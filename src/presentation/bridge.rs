// PresentationBridge - serial queue in front of the presentation thread
//
// All display state lives on one thread. Everything else (enrichment workers,
// the account registry, the controller) talks to it by queueing closures:
// - dispatch() from any thread, never blocks on the presentation thread
// - closures run one at a time, in the order they were queued
// - shutdown() drains the queue, joins the thread and hands back the state

use anyhow::{Context, Result, anyhow};
use std::thread::JoinHandle;
use tokio::sync::{mpsc, oneshot};

type Job<T> = Box<dyn FnOnce(&mut T) + Send>;

enum Message<T> {
    Run(Job<T>),
    Shutdown,
}

/// Runs work without handing out the state it runs against.
///
/// Implemented by [`PresentationHandle`] so components like the account
/// listener registry can marshal callbacks onto the presentation thread
/// without knowing what that thread owns.
pub trait SerialExecutor: Send + Sync {
    fn execute(&self, job: Box<dyn FnOnce() + Send>);
}

/// Owns the presentation thread and its state `T`.
///
/// # Example
/// ```ignore
/// let bridge = PresentationBridge::spawn(ModsView::new(inventory))?;
/// let handle = bridge.handle();
///
/// // From a worker
/// handle.dispatch(move |view| view.apply_update(update));
///
/// let view = bridge.shutdown()?;
/// ```
pub struct PresentationBridge<T: Send + 'static> {
    tx: mpsc::UnboundedSender<Message<T>>,
    thread: Option<JoinHandle<T>>,
}

impl<T: Send + 'static> PresentationBridge<T> {
    /// Start the presentation thread with `state` as its initial state.
    ///
    /// The queue is unbounded: enrichment results must never be dropped, and
    /// one pass produces at most one message per mod file.
    pub fn spawn(state: T) -> Result<Self> {
        let (tx, mut rx) = mpsc::unbounded_channel::<Message<T>>();

        let thread = std::thread::Builder::new()
            .name("presentation".to_string())
            .spawn(move || {
                tracing::debug!("Presentation thread started");
                let mut state = state;

                while let Some(message) = rx.blocking_recv() {
                    match message {
                        Message::Run(job) => job(&mut state),
                        Message::Shutdown => break,
                    }
                }

                tracing::debug!("Presentation thread terminated");
                state
            })
            .context("Failed to spawn presentation thread")?;

        Ok(Self {
            tx,
            thread: Some(thread),
        })
    }

    /// Queue `job` to run on the presentation thread.
    pub fn dispatch<F>(&self, job: F)
    where
        F: FnOnce(&mut T) + Send + 'static,
    {
        send(&self.tx, job);
    }

    /// Cloneable handle for other threads and tasks
    pub fn handle(&self) -> PresentationHandle<T> {
        PresentationHandle { tx: self.tx.clone() }
    }

    /// Run everything queued so far, stop the thread and return its state.
    ///
    /// Jobs dispatched through outstanding handles after this point are
    /// dropped with a warning.
    pub fn shutdown(mut self) -> Result<T> {
        // A closed channel means the thread is already gone; join reports why
        let _ = self.tx.send(Message::Shutdown);

        let thread = self
            .thread
            .take()
            .ok_or_else(|| anyhow!("Presentation thread already joined"))?;

        thread
            .join()
            .map_err(|_| anyhow!("Presentation thread panicked"))
    }
}

impl<T: Send + 'static> Drop for PresentationBridge<T> {
    fn drop(&mut self) {
        if let Some(thread) = self.thread.take() {
            let _ = self.tx.send(Message::Shutdown);
            if thread.join().is_err() {
                tracing::error!("Presentation thread panicked during shutdown");
            }
        }
    }
}

/// Lightweight, cloneable sender side of a [`PresentationBridge`].
pub struct PresentationHandle<T> {
    tx: mpsc::UnboundedSender<Message<T>>,
}

// Manual Clone implementation to avoid requiring T: Clone
impl<T> Clone for PresentationHandle<T> {
    fn clone(&self) -> Self {
        Self { tx: self.tx.clone() }
    }
}

impl<T: Send + 'static> PresentationHandle<T> {
    /// See [`PresentationBridge::dispatch`].
    pub fn dispatch<F>(&self, job: F)
    where
        F: FnOnce(&mut T) + Send + 'static,
    {
        send(&self.tx, job);
    }

    /// Run `f` on the presentation thread and wait for its result.
    ///
    /// Returns `None` if the thread stopped before running it.
    pub async fn query<R, F>(&self, f: F) -> Option<R>
    where
        R: Send + 'static,
        F: FnOnce(&T) -> R + Send + 'static,
    {
        let (reply_tx, reply_rx) = oneshot::channel();
        self.dispatch(move |state| {
            let _ = reply_tx.send(f(state));
        });
        reply_rx.await.ok()
    }

    /// Whether the presentation thread is still accepting work
    pub fn is_open(&self) -> bool {
        !self.tx.is_closed()
    }
}

impl<T: Send + 'static> SerialExecutor for PresentationHandle<T> {
    fn execute(&self, job: Box<dyn FnOnce() + Send>) {
        self.dispatch(move |_| job());
    }
}

fn send<T, F>(tx: &mpsc::UnboundedSender<Message<T>>, job: F)
where
    F: FnOnce(&mut T) + Send + 'static,
{
    if tx.send(Message::Run(Box::new(job))).is_err() {
        tracing::warn!("Failed to dispatch to presentation thread - it has stopped");
    }
}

EXERCISE DIRECTIONS:
Reproduce every entry above. Make each line identical to the original.

ANSWER SECTION:
filename src/presentation/bridge.rs
// PresentationBridge - serial queue in front of the presentation thread
//
// All display state lives on one thread. Everything else (enrichment workers,
// the account registry, the controller) talks to it by queueing closures:
// - dispatch() from any thread, never blocks on the presentation thread
// - closures run one at a time, in the order they were queued
// - shutdown() drains the queue, joins the thread and hands back the state

use anyhow::{Context, Result, anyhow};
use std::thread::JoinHandle;
use tokio::sync::{mpsc, oneshot};

type Job<T> = Box<dyn FnOnce(&mut T) + Send>;

enum Message<T> {
    Run(Job<T>),
    Shutdown,
}

/// Runs work without handing out the state it runs against.
///
/// Implemented by [`PresentationHandle`] so components like the account
/// listener registry can marshal callbacks onto the presentation thread
/// without knowing what that thread owns.
pub trait SerialExecutor: Send + Sync {
    fn execute(&self, job: Box<dyn FnOnce() + Send>);
}

/// Owns the presentation thread and its state `T`.
///
/// # Example
/// ```ignore
/// let bridge = PresentationBridge::spawn(ModsView::new(inventory))?;
/// let handle = bridge.handle();
///
/// // From a worker
/// handle.dispatch(move |view| view.apply_update(update));
///
/// let view = bridge.shutdown()?;
/// ```
pub struct PresentationBridge<T: Send + 'static> {
    tx: mpsc::UnboundedSender<Message<T>>,
    thread: Option<JoinHandle<T>>,
}

impl<T: Send + 'static> PresentationBridge<T> {
    /// Start the presentation thread with `state` as its initial state.
    ///
    /// The queue is unbounded: enrichment results must never be dropped, and
    /// one pass produces at most one message per mod file.
    pub fn spawn(state: T) -> Result<Self> {
        let (tx, mut rx) = mpsc::unbounded_channel::<Message<T>>();

        let thread = std::thread::Builder::new()
            .name("presentation".to_string())
            .spawn(move || {
                tracing::debug!("Presentation thread started");
                let mut state = state;

                while let Some(message) = rx.blocking_recv() {
                    match message {
                        Message::Run(job) => job(&mut state),
                        Message::Shutdown => break,
                    }
                }

                tracing::debug!("Presentation thread terminated");
                state
            })
            .context("Failed to spawn presentation thread")?;

        Ok(Self {
            tx,
            thread: Some(thread),
        })
    }

    /// Queue `job` to run on the presentation thread.
    pub fn dispatch<F>(&self, job: F)
    where
        F: FnOnce(&mut T) + Send + 'static,
    {
        send(&self.tx, job);
    }

    /// Cloneable handle for other threads and tasks
    pub fn handle(&self) -> PresentationHandle<T> {
        PresentationHandle { tx: self.tx.clone() }
    }

    /// Run everything queued so far, stop the thread and return its state.
    ///
    /// Jobs dispatched through outstanding handles after this point are
    /// dropped with a warning.
    pub fn shutdown(mut self) -> Result<T> {
        // A closed channel means the thread is already gone; join reports why
        let _ = self.tx.send(Message::Shutdown);

        let thread = self
            .thread
            .take()
            .ok_or_else(|| anyhow!("Presentation thread already joined"))?;

        thread
            .join()
            .map_err(|_| anyhow!("Presentation thread panicked"))
    }
}

impl<T: Send + 'static> Drop for PresentationBridge<T> {
    fn drop(&mut self) {
        if let Some(thread) = self.thread.take() {
            let _ = self.tx.send(Message::Shutdown);
            if thread.join().is_err() {
                tracing::error!("Presentation thread panicked during shutdown");
            }
        }
    }
}

/// Lightweight, cloneable sender side of a [`PresentationBridge`].
pub struct PresentationHandle<T> {
    tx: mpsc::UnboundedSender<Message<T>>,
}

// Manual Clone implementation to avoid requiring T: Clone
impl<T> Clone for PresentationHandle<T> {
    fn clone(&self) -> Self {
        Self { tx: self.tx.clone() }
    }
}

impl<T: Send + 'static> PresentationHandle<T> {
    /// See [`PresentationBridge::dispatch`].
    pub fn dispatch<F>(&self, job: F)
    where
        F: FnOnce(&mut T) + Send + 'static,
    {
        send(&self.tx, job);
    }

    /// Run `f` on the presentation thread and wait for its result.
    ///
    /// Returns `None` if the thread stopped before running it.
    pub async fn query<R, F>(&self, f: F) -> Option<R>
    where
        R: Send + 'static,
        F: FnOnce(&T) -> R + Send + 'static,
    {
        let (reply_tx, reply_rx) = oneshot::channel();
        self.dispatch(move |state| {
            let _ = reply_tx.send(f(state));
        });
        reply_rx.await.ok()
    }

    /// Whether the presentation thread is still accepting work
    pub fn is_open(&self) -> bool {
        !self.tx.is_closed()
    }
}

impl<T: Send + 'static> SerialExecutor for PresentationHandle<T> {
    fn execute(&self, job: Box<dyn FnOnce() + Send>) {
        self.dispatch(move |_| job());
    }
}

fn send<T, F>(tx: &mpsc::UnboundedSender<Message<T>>, job: F)
where
    F: FnOnce(&mut T) + Send + 'static,
{
    if tx.send(Message::Run(Box::new(job))).is_err() {
        tracing::warn!("Failed to dispatch to presentation thread - it has stopped");
    }
}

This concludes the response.